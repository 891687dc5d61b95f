//! Greedy simplification: walk debtors and creditors in order, pairing them off.

use splitledger_core::{Money, UserId};

use crate::balances::Transaction;

/// Settle `balances` (which must sum to zero) by pairing debtors with creditors.
///
/// Debtors and creditors are taken in the order given. Each step transfers
/// `min(|debtor|, creditor)` and advances whichever side reached zero, so the plan
/// has at most `debtors + creditors − 1` transactions. Not guaranteed minimal.
pub fn settle(balances: &[(UserId, Money)]) -> Vec<Transaction> {
    let mut debtors: Vec<(UserId, Money)> = balances
        .iter()
        .filter(|(_, m)| m.is_negative())
        .map(|&(u, m)| (u, m.abs()))
        .collect();
    let mut creditors: Vec<(UserId, Money)> = balances
        .iter()
        .filter(|(_, m)| m.is_positive())
        .copied()
        .collect();

    let mut transactions = Vec::with_capacity(debtors.len() + creditors.len());
    let (mut d, mut c) = (0, 0);

    while d < debtors.len() && c < creditors.len() {
        let (debtor, owes) = debtors[d];
        let (creditor, owed) = creditors[c];
        let amount = owes.min(owed);

        transactions.push(Transaction::new(debtor, creditor, amount));
        debtors[d].1 -= amount;
        creditors[c].1 -= amount;

        if debtors[d].1.is_zero() {
            d += 1;
        }
        if creditors[c].1.is_zero() {
            c += 1;
        }
    }

    transactions
}
//! Domain error model.

use thiserror::Error;

use crate::id::ExpenseId;
use crate::money::Money;

/// Result type used across the ledger and settlement layers.
pub type LedgerResult<T> = Result<T, LedgerError>;

/// Ledger-level error.
///
/// Keep this focused on deterministic, business/domain failures (validation,
/// invariants, bounds). Every variant is raised before any state is mutated,
/// except `ObserverFailed`, which reports a failure after the ledger committed.
#[derive(Debug, Error, Clone, PartialEq, Eq)]
pub enum LedgerError {
    /// Computed shares do not reconcile with the expense amount.
    #[error("invalid split input: {0}")]
    InvalidSplitInput(String),

    /// Duplicate participant, empty participant list, or payer missing from shares.
    #[error("malformed participants: {0}")]
    MalformedParticipants(String),

    /// An update referenced an expense the ledger does not hold.
    #[error("unknown expense id: {0}")]
    UnknownExpenseId(ExpenseId),

    /// An add referenced an expense id that is already active.
    #[error("duplicate expense id: {0}")]
    DuplicateExpenseId(ExpenseId),

    /// An exponential settlement search was asked to handle too many balances.
    #[error("{algorithm} settlement bound exceeded ({balances} non-zero balances, limit {limit})")]
    AlgorithmicBoundExceeded {
        algorithm: &'static str,
        balances: usize,
        limit: usize,
    },

    /// A net-balance snapshot does not sum to zero.
    #[error("net balances do not sum to zero (residual {0})")]
    Unbalanced(Money),

    /// A registered observer rejected a notification.
    #[error("observer `{observer}` failed: {source}")]
    ObserverFailed {
        observer: String,
        source: Box<LedgerError>,
    },

    /// Money arithmetic left the representable range.
    #[error("money arithmetic overflow")]
    Overflow,

    /// A money or percentage literal could not be parsed or is out of range.
    #[error("invalid amount: {0}")]
    InvalidAmount(String),

    /// A settlement mode tag was not recognised.
    #[error("unknown settlement mode: {0}")]
    UnknownSettlementMode(String),

    /// An identifier was invalid (e.g. parse failure).
    #[error("invalid identifier: {0}")]
    InvalidId(String),
}

impl LedgerError {
    pub fn invalid_split(msg: impl Into<String>) -> Self {
        Self::InvalidSplitInput(msg.into())
    }

    pub fn malformed(msg: impl Into<String>) -> Self {
        Self::MalformedParticipants(msg.into())
    }

    pub fn invalid_amount(msg: impl Into<String>) -> Self {
        Self::InvalidAmount(msg.into())
    }

    pub fn invalid_id(msg: impl Into<String>) -> Self {
        Self::InvalidId(msg.into())
    }

    pub fn observer_failed(observer: impl Into<String>, source: LedgerError) -> Self {
        Self::ObserverFailed {
            observer: observer.into(),
            source: Box::new(source),
        }
    }

    /// True when the error came from an exponential search bound.
    pub fn is_bound_exceeded(&self) -> bool {
        matches!(self, Self::AlgorithmicBoundExceeded { .. })
    }
}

■ ■ ■ ■

WHAT IS BEING ASKED ::
Scan the listing for the string "transactions" and copy every line that carries it.

SOLVED EXERCISE ::
/// has at most `debtors + creditors − 1` transactions. Not guaranteed minimal.
    let mut transactions = Vec::with_capacity(debtors.len() + creditors.len());
        transactions.push(Transaction::new(debtor, creditor, amount));
    transactions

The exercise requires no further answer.